O perfume da tia Hilda
Chovia docemente naquela noite. Uma chuva tão fina e tão preguiçosa, que mal conseguia molhar as plantas do jardinzinho da frente da nossa casa, ao lado da bela escadaria centenária.
Era uma destas noites cálidas de verão, e tudo pode acontecer no encanto destas noites frescas, quando a chuva vem deliciar os nossos corações.
"E doce a chuva na cidade", como dizia Verlaine. Ah! Os poemas de Verlaine!
Aconteceu-me estar ouvindo um disco de Billy Eckstine, gravado nos anos trinta ou quarenta, creio. O fato é que a musica, a voz doce e aveludada de billy, me tomava toda atenção.
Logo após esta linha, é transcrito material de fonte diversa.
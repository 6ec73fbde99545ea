//! In-memory fakes for the orchestrator's collaborators (testing only)
//!
//! Provides `FakeStep`, `FakeProbe` and `RecordingProgress` that satisfy the
//! trait contracts without touching git or the filesystem.

use std::collections::HashSet;
use std::path::Path;
use std::sync::{Arc, Mutex};

use async_trait::async_trait;

use crate::config::{ReleaseSettings, RepositoryEntry};
use crate::context::{BranchTopology, ReleaseContext};
use crate::error::{StepError, StepResult};
use crate::probe::RepoProbe;
use crate::progress::{Progress, ProgressFactory};
use crate::workflow::{StepTraits, WorkflowStep};

/// Context for `repo` rooted at `/fleet`, non-host, without develop branch.
pub fn fake_context(repo: &str) -> ReleaseContext {
    let entry = RepositoryEntry {
        repo: repo.to_string(),
        branch: "feature-l10n".to_string(),
        host: false,
    };
    ReleaseContext::for_entry(
        &entry,
        Path::new("/fleet"),
        Arc::new(ReleaseSettings::default()),
        BranchTopology::default(),
    )
}

// ---------------------------------------------------------------------------
// StepLog / FakeStep
// ---------------------------------------------------------------------------

/// Shared, ordered log of `(repo, step)` invocations.
#[derive(Debug, Clone, Default)]
pub struct StepLog {
    entries: Arc<Mutex<Vec<(String, String)>>>,
}

impl StepLog {
    pub fn record(&self, repo: &str, step: &str) {
        self.entries
            .lock()
            .unwrap()
            .push((repo.to_string(), step.to_string()));
    }

    pub fn entries(&self) -> Vec<(String, String)> {
        self.entries.lock().unwrap().clone()
    }

    /// Steps run for `repo`, in order.
    pub fn steps_for(&self, repo: &str) -> Vec<String> {
        self.entries
            .lock()
            .unwrap()
            .iter()
            .filter(|(r, _)| r == repo)
            .map(|(_, s)| s.clone())
            .collect()
    }

    /// Repositories a step named `step` ran for, in order.
    pub fn repos_for(&self, step: &str) -> Vec<String> {
        self.entries
            .lock()
            .unwrap()
            .iter()
            .filter(|(_, s)| s == step)
            .map(|(r, _)| r.clone())
            .collect()
    }
}

type StepAction = Arc<dyn Fn(ReleaseContext) -> StepResult<ReleaseContext> + Send + Sync>;

/// Step that logs its invocation and applies a scripted action.
#[derive(Clone)]
pub struct FakeStep {
    name: String,
    traits: StepTraits,
    log: StepLog,
    action: StepAction,
}

impl FakeStep {
    pub fn new(name: &str, log: &StepLog) -> Self {
        Self {
            name: name.to_string(),
            traits: StepTraits::new(),
            log: log.clone(),
            action: Arc::new(Ok::<ReleaseContext, StepError>),
        }
    }

    pub fn with_traits(mut self, traits: StepTraits) -> Self {
        self.traits = traits;
        self
    }

    pub fn with_action<F>(mut self, action: F) -> Self
    where
        F: Fn(ReleaseContext) -> StepResult<ReleaseContext> + Send + Sync + 'static,
    {
        self.action = Arc::new(action);
        self
    }

    /// Fails with `reason` when run for `repo`, otherwise passes through.
    pub fn failing_for(name: &str, log: &StepLog, repo: &str, reason: &str) -> Self {
        let repo = repo.to_string();
        let reason = reason.to_string();
        Self::new(name, log).with_action(move |ctx| {
            if ctx.repo == repo {
                Err(StepError::Other(reason.clone()))
            } else {
                Ok(ctx)
            }
        })
    }
}

#[async_trait]
impl WorkflowStep for FakeStep {
    fn name(&self) -> &str {
        &self.name
    }

    fn traits(&self) -> StepTraits {
        self.traits
    }

    async fn run(&self, ctx: ReleaseContext) -> StepResult<ReleaseContext> {
        self.log.record(&ctx.repo, &self.name);
        (self.action)(ctx)
    }
}

// ---------------------------------------------------------------------------
// FakeProbe
// ---------------------------------------------------------------------------

/// Probe answering from fixed sets of repository names.
///
/// Visibility is looked up by the manifest's parent directory name.
#[derive(Debug, Clone, Default)]
pub struct FakeProbe {
    develop: HashSet<String>,
    private: HashSet<String>,
    failing: HashSet<String>,
    visibility_checks: Arc<Mutex<Vec<String>>>,
}

impl FakeProbe {
    pub fn new() -> Self {
        Self::default()
    }

    pub fn with_develop(mut self, repo: &str) -> Self {
        self.develop.insert(repo.to_string());
        self
    }

    pub fn with_private(mut self, repo: &str) -> Self {
        self.private.insert(repo.to_string());
        self
    }

    /// Make every probe of `repo` fail.
    pub fn with_failure(mut self, repo: &str) -> Self {
        self.failing.insert(repo.to_string());
        self
    }

    /// Repositories whose visibility was checked, in order.
    pub fn visibility_checks(&self) -> Vec<String> {
        self.visibility_checks.lock().unwrap().clone()
    }

    fn check(&self, repo: &str) -> StepResult<()> {
        if self.failing.contains(repo) {
            return Err(StepError::Other(format!("probe failed for {repo}")));
        }
        Ok(())
    }
}

fn dir_name(path: &Path) -> String {
    path.file_name()
        .map(|n| n.to_string_lossy().into_owned())
        .unwrap_or_default()
}

#[async_trait]
impl RepoProbe for FakeProbe {
    async fn has_develop_branch(&self, cwd: &Path) -> StepResult<bool> {
        let repo = dir_name(cwd);
        self.check(&repo)?;
        Ok(self.develop.contains(&repo))
    }

    fn is_package_private(&self, manifest: &Path) -> StepResult<bool> {
        let repo = manifest.parent().map(dir_name).unwrap_or_default();
        self.check(&repo)?;
        self.visibility_checks.lock().unwrap().push(repo.clone());
        Ok(self.private.contains(&repo))
    }
}

// ---------------------------------------------------------------------------
// RecordingProgress
// ---------------------------------------------------------------------------

/// Progress factory recording `start:<label>`, `succeed:<label>` and
/// `fail:<label>` events.
#[derive(Debug, Clone, Default)]
pub struct RecordingProgress {
    events: Arc<Mutex<Vec<String>>>,
}

impl RecordingProgress {
    pub fn new() -> Self {
        Self::default()
    }

    pub fn events(&self) -> Vec<String> {
        self.events.lock().unwrap().clone()
    }
}

struct RecordingIndicator {
    label: String,
    events: Arc<Mutex<Vec<String>>>,
}

impl RecordingIndicator {
    fn push(&self, kind: &str) {
        self.events
            .lock()
            .unwrap()
            .push(format!("{kind}:{}", self.label));
    }
}

impl Progress for RecordingIndicator {
    fn start(&mut self) {
        self.push("start");
    }

    fn succeed(&mut self) {
        self.push("succeed");
    }

    fn fail(&mut self) {
        self.push("fail");
    }
}

impl ProgressFactory for RecordingProgress {
    fn create(&self, label: &str) -> Box<dyn Progress> {
        Box::new(RecordingIndicator {
            label: label.to_string(),
            events: Arc::clone(&self.events),
        })
    }
}
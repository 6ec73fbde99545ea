//! Tracing setup for the release binary.
//!
//! Everything is written to stderr; stdout is reserved for the final report.

use tracing::Level;
use tracing_subscriber::layer::SubscriberExt;
use tracing_subscriber::util::SubscriberInitExt;
use tracing_subscriber::{fmt, EnvFilter};

/// Default level for a run: `debug` when verbose, `info` otherwise.
pub fn level_for(verbose: bool) -> Level {
    if verbose {
        Level::DEBUG
    } else {
        Level::INFO
    }
}

/// Install the global subscriber.
///
/// `RUST_LOG` wins over `level`. With `json`, one JSON object per line.
/// Only the first call in a process takes effect.
pub fn init_tracing(json: bool, level: Level) {
    let env_filter =
        EnvFilter::try_from_default_env().unwrap_or_else(|_| EnvFilter::new(level.as_str()));

    let layer = fmt::layer()
        .with_target(false)
        .with_writer(std::io::stderr);

    if json {
        tracing_subscriber::registry()
            .with(env_filter)
            .with(layer.json())
            .try_init()
            .ok();
    } else {
        tracing_subscriber::registry()
            .with(env_filter)
            .with(layer)
            .try_init()
            .ok();
    }
}

#[cfg(test)]
mod tests {
    use super::*;

    #[test]
    fn test_level_for_verbose() {
        assert_eq!(level_for(true), Level::DEBUG);
        assert_eq!(level_for(false), Level::INFO);
    }

    #[test]
    fn test_init_twice_is_harmless() {
        init_tracing(false, Level::WARN);
        init_tracing(true, Level::DEBUG);
    }
}
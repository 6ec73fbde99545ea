//! Git-backed workflow steps and the default workflows built from them.
//!
//! Every step shells out to the system `git` binary inside the repository's
//! working directory, bounded by the run's `max_buffer`.

pub mod qa;
pub mod release;
pub mod sync;

pub use qa::{CommitDependencies, PushBranch, UpdateDependencies};
pub use release::{
    BumpVersion, CommitRelease, MergeUpstreamDevelop, PreviewLog, PushRelease, ShowDiff,
    TagRelease,
};
pub use sync::{is_locale_path, CheckoutL10nBranch, DetectChanges, FetchRemote, ResetBranch};

use crate::context::ReleaseContext;
use crate::git::Git;
use crate::orchestrator::Workflows;
use crate::workflow::Workflow;

fn git(ctx: &ReleaseContext) -> Git {
    Git::new(&ctx.cwd, ctx.settings.max_buffer)
}

/// Remote-tracking ref of the branch ongoing work lands on.
fn integration_ref(ctx: &ReleaseContext) -> String {
    format!(
        "{}/{}",
        ctx.settings.remote,
        ctx.topology.integration_branch()
    )
}

pub fn sync_workflow() -> Workflow {
    Workflow::new("sync")
        .step(FetchRemote)
        .step(ResetBranch::master())
        .step(ResetBranch::develop())
        .step(DetectChanges)
}

/// Read-only change detection.
pub fn check_workflow() -> Workflow {
    Workflow::new("check").step(FetchRemote).step(DetectChanges)
}

pub fn checkout_workflow() -> Workflow {
    Workflow::new("checkout").step(CheckoutL10nBranch)
}

pub fn pre_release_workflow() -> Workflow {
    Workflow::new("pre-release")
        .step(PreviewLog)
        .step(ShowDiff)
        .step(MergeUpstreamDevelop)
        .step(BumpVersion)
        .step(CommitRelease)
        .step(TagRelease)
        .step(PushRelease)
}

pub fn qa_bump_workflow() -> Workflow {
    Workflow::new("qa-bump")
        .step(UpdateDependencies)
        .step(CommitDependencies)
        .step(PushBranch)
}

/// The full set of git-backed workflows the CLI runs with.
pub fn default_workflows() -> Workflows {
    Workflows {
        sync: sync_workflow(),
        check: check_workflow(),
        checkout: checkout_workflow(),
        pre_release: pre_release_workflow(),
        qa_bump: qa_bump_workflow(),
    }
}

#[cfg(test)]
mod tests {
    use super::*;
    use crate::workflow::{first_mutating_step, without_interactive};

    #[test]
    fn test_check_workflow_is_read_only() {
        assert_eq!(first_mutating_step(&check_workflow()), None);
    }

    #[test]
    fn test_sync_workflow_mutates() {
        assert_eq!(first_mutating_step(&sync_workflow()), Some("reset master"));
    }

    #[test]
    fn test_unattended_pre_release() {
        let flow = without_interactive(&pre_release_workflow());
        assert_eq!(
            flow.step_names(),
            vec!["bump version", "commit release", "tag release", "push release"]
        );
    }

    #[test]
    fn test_default_workflow_names() {
        let workflows = default_workflows();
        assert_eq!(workflows.sync.name(), "sync");
        assert_eq!(workflows.check.name(), "check");
        assert_eq!(workflows.checkout.name(), "checkout");
        assert_eq!(workflows.pre_release.name(), "pre-release");
        assert_eq!(workflows.qa_bump.name(), "qa-bump");
        assert_eq!(workflows.qa_bump.len(), 3);
    }

    #[test]
    fn test_integration_ref_follows_topology() {
        let mut ctx = crate::fakes::fake_context("core-ui");
        assert_eq!(integration_ref(&ctx), "upstream/master");
        ctx.topology.has_develop = true;
        assert_eq!(integration_ref(&ctx), "upstream/develop");
    }
}
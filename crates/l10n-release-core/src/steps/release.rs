//! Pre-release steps: version bump, release commit, annotated tag and push.
//!
//! `PreviewLog`, `ShowDiff` and `MergeUpstreamDevelop` are interactive and are
//! stripped before the orchestrator runs the workflow unattended.

use async_trait::async_trait;
use tracing::info;

use super::{git, integration_ref};
use crate::context::ReleaseContext;
use crate::error::{StepError, StepResult};
use crate::manifest::Manifest;
use crate::version::{bump, parse_version, tag_for};
use crate::workflow::{StepTraits, WorkflowStep};

fn required_version(ctx: &ReleaseContext, step: &str) -> StepResult<String> {
    ctx.version
        .clone()
        .ok_or_else(|| StepError::Other(format!("{step}: no version was bumped for {}", ctx.repo)))
}

/// Logs the commits about to be released.
#[derive(Debug, Clone, Copy, Default)]
pub struct PreviewLog;

#[async_trait]
impl WorkflowStep for PreviewLog {
    fn name(&self) -> &str {
        "preview log"
    }

    fn traits(&self) -> StepTraits {
        StepTraits::new().interactive()
    }

    async fn run(&self, ctx: ReleaseContext) -> StepResult<ReleaseContext> {
        let git = git(&ctx);
        let log = match git.latest_tag("HEAD").await? {
            Some(tag) => git.run(&["log", "--oneline", &format!("{tag}..HEAD")]).await?,
            None => git.run(&["log", "--oneline"]).await?,
        };
        info!(repo = %ctx.repo, "{log}");
        Ok(ctx)
    }
}

/// Logs a diffstat of the l10n branch against the integration branch.
#[derive(Debug, Clone, Copy, Default)]
pub struct ShowDiff;

#[async_trait]
impl WorkflowStep for ShowDiff {
    fn name(&self) -> &str {
        "show diff"
    }

    fn traits(&self) -> StepTraits {
        StepTraits::new().interactive()
    }

    async fn run(&self, ctx: ReleaseContext) -> StepResult<ReleaseContext> {
        let base = integration_ref(&ctx);
        let stat = git(&ctx).run(&["diff", "--stat", &base, "HEAD"]).await?;
        info!(repo = %ctx.repo, "{stat}");
        Ok(ctx)
    }
}

/// Fast-forwards the l10n branch onto the remote develop branch.
#[derive(Debug, Clone, Copy, Default)]
pub struct MergeUpstreamDevelop;

#[async_trait]
impl WorkflowStep for MergeUpstreamDevelop {
    fn name(&self) -> &str {
        "merge upstream develop"
    }

    fn traits(&self) -> StepTraits {
        StepTraits::new().interactive().mutating().requires_develop()
    }

    async fn run(&self, ctx: ReleaseContext) -> StepResult<ReleaseContext> {
        let develop = format!("{}/develop", ctx.settings.remote);
        git(&ctx).run(&["merge", "--ff-only", &develop]).await?;
        Ok(ctx)
    }
}

/// Writes the next version to package.json.
#[derive(Debug, Clone, Copy, Default)]
pub struct BumpVersion;

#[async_trait]
impl WorkflowStep for BumpVersion {
    fn name(&self) -> &str {
        "bump version"
    }

    fn traits(&self) -> StepTraits {
        StepTraits::new().mutating()
    }

    async fn run(&self, ctx: ReleaseContext) -> StepResult<ReleaseContext> {
        let mut manifest = Manifest::load(&ctx.manifest_path())?;
        let current = parse_version(manifest.version()?)?;
        let next = bump(
            &current,
            ctx.settings.release_type,
            &ctx.settings.identifier,
        )?;
        manifest.set_version(&next.to_string());
        manifest.save()?;

        info!(repo = %ctx.repo, from = %current, to = %next, "version bumped");
        Ok(ctx.with_version(next.to_string()))
    }
}

/// Commits the manifest with the version as subject and the release name as body.
#[derive(Debug, Clone, Copy, Default)]
pub struct CommitRelease;

#[async_trait]
impl WorkflowStep for CommitRelease {
    fn name(&self) -> &str {
        "commit release"
    }

    fn traits(&self) -> StepTraits {
        StepTraits::new().mutating()
    }

    async fn run(&self, ctx: ReleaseContext) -> StepResult<ReleaseContext> {
        let version = required_version(&ctx, self.name())?;
        let git = git(&ctx);
        git.run(&["add", crate::context::MANIFEST_FILE]).await?;
        git.run(&["commit", "-m", &version, "-m", &ctx.settings.release_name])
            .await?;
        Ok(ctx)
    }
}

/// Creates the annotated `v<version>` tag and records it on the context.
#[derive(Debug, Clone, Copy, Default)]
pub struct TagRelease;

#[async_trait]
impl WorkflowStep for TagRelease {
    fn name(&self) -> &str {
        "tag release"
    }

    fn traits(&self) -> StepTraits {
        StepTraits::new().mutating()
    }

    async fn run(&self, ctx: ReleaseContext) -> StepResult<ReleaseContext> {
        let version = parse_version(&required_version(&ctx, self.name())?)?;
        let tag = tag_for(&version);
        git(&ctx)
            .run(&["tag", "-a", &tag, "-m", &ctx.settings.release_name])
            .await?;
        Ok(ctx.with_tag(tag))
    }
}

/// Pushes the l10n branch and the release tag to the remote.
#[derive(Debug, Clone, Copy, Default)]
pub struct PushRelease;

#[async_trait]
impl WorkflowStep for PushRelease {
    fn name(&self) -> &str {
        "push release"
    }

    fn traits(&self) -> StepTraits {
        StepTraits::new().mutating()
    }

    async fn run(&self, ctx: ReleaseContext) -> StepResult<ReleaseContext> {
        let tag = ctx
            .tag
            .clone()
            .ok_or_else(|| StepError::Other(format!("push release: {} has no tag", ctx.repo)))?;
        let branch = format!("HEAD:refs/heads/{}", ctx.branch);
        let tag_ref = format!("refs/tags/{tag}");
        git(&ctx)
            .run(&["push", &ctx.settings.remote, &branch, &tag_ref])
            .await?;
        info!(repo = %ctx.repo, tag = %tag, "release pushed");
        Ok(ctx)
    }
}

#[cfg(test)]
mod tests {
    use super::*;
    use crate::workflow::Topology;

    #[test]
    fn test_interactive_steps() {
        assert!(PreviewLog.traits().interactive);
        assert!(ShowDiff.traits().interactive);
        let merge = MergeUpstreamDevelop.traits();
        assert!(merge.interactive);
        assert_eq!(merge.topology, Topology::RequiresDevelop);
        assert!(!BumpVersion.traits().interactive);
    }

    #[tokio::test]
    async fn test_tag_requires_bumped_version() {
        let ctx = crate::fakes::fake_context("core-ui");
        let err = TagRelease.run(ctx).await.unwrap_err();
        assert!(err.to_string().contains("no version was bumped for core-ui"));
    }

    #[tokio::test]
    async fn test_push_requires_tag() {
        let ctx = crate::fakes::fake_context("core-ui");
        let err = PushRelease.run(ctx).await.unwrap_err();
        assert!(err.to_string().contains("core-ui has no tag"));
    }
}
De repente, uma fragrância maravilhosa entra pela minha janela, toma o meu quarto, penetra na minha alma e me joga no passado, nos tempos da infância e encantamento: Recordo!
“Tia Hilda”, irmã da nossa vizinha mais querida tinha vindo do rio de janeiro, e se apaixonara pelo Sr. Lauro, uma criatura de certos encantos, que vendia bilhetes da loteria mineira.
Era belo vê-los já na idade madura, de mãos dadas, namorando pelas ruas da minha cidade de interior.
Ela era o encanto. Tinha o sorriso e a graciosidade que toda mulher apaixonada possui. Eu a amava ternamente como uma verdadeira tia, e adorava a dama que havia tomado aquele corpo frágil, mas encantador, que eu tanto admirava.
Certa tarde me pediu para lhe comprar alguma coisa que não me lembro. Prontamente eu fui, feliz em agradá-la. Demorei um pouco, pois conhecia todo mundo, era muito querido e falante. Quando voltei para entregar a encomenda, ela estava no quarto se enxugando e vestindo a roupa para namorar seu príncipe. Quando ela veio me receber, trouxe consigo perfumando as mãos, um aroma que parecia vindo do céu, dos jardins do paraíso. Elogiei a sua elegância e o perfume que me encantara, e ela me disse que o mesmo havia se acabado, e que era uma fórmula oriental, que compraria outro, assim que voltasse ao rio de Janeiro. Subitamente, voltou ao quarto e trouxe o frasco dentro da embalagem e me deu de presente, para eu brincar, certamente.
"O vidro era feito do mais fino cristal. A tampa era de madeira e se enroscava a ele, e era pintada com uma tinta que parecia feita de ouro, um primor. Este conjunto era guardado dentro de uma embalagem de madeira escura, que me parecia ser cedro do Líbano. Artesanalmente feita, emoldurava o vidro , elegantemente, algo do mais requintado bom gosto".Tia Hilda, não sei porque, não se casou com o Sr. Lauro e não voltou mais à minha cidade, mas bastava tocar no vidro levemente que a minha mão ficava perfumada. A caixa que guardava o vidro ficara impregnada do perfume. De tanto bem proteger o vidro o capturara para si.
Durante muitos anos me lembrava dela pelo seu afeto, e porque gostava de apreciar aquele perfume, o melhor que eu conheci.
Quando meus pais mudaram muitas coisas se perderam ou dadas, junto, a embalagem perfumada.
Não sei em que lugar da alma são guardadas as lembranças!
Olho pela janela por onde entra o perfume: Recostada no muro que protege a escadaria, vejo uma criatura belíssima, encantada. Ouvia a musica que saia do meu quarto quase escuro. Discretamente volto ao meu lugar. Não queria incomodar aquele belo anjo pensativo. Sabia que ela estava ali, pelo aroma que continuava a entrar pela casa.
Em um determinado momento, tive que virar o disco de vinil. Neste curto espaço de tempo, volto à janela e vejo-a descendo, elegantemente, as escadarias e tomando a rua.
Nunca tinha visto antes aquele ser que parecia ter surgido dos tempos antigos. Nem voltei a ver aquela criatura evanescente que se fundiu no passado, na época do encanto e da graça para me dar de presente o perfume que encantara a minha infância: O doce perfume da Tia Hilda.
Dedicado às mulheres de 43 anos, de bênçãos agraciadas.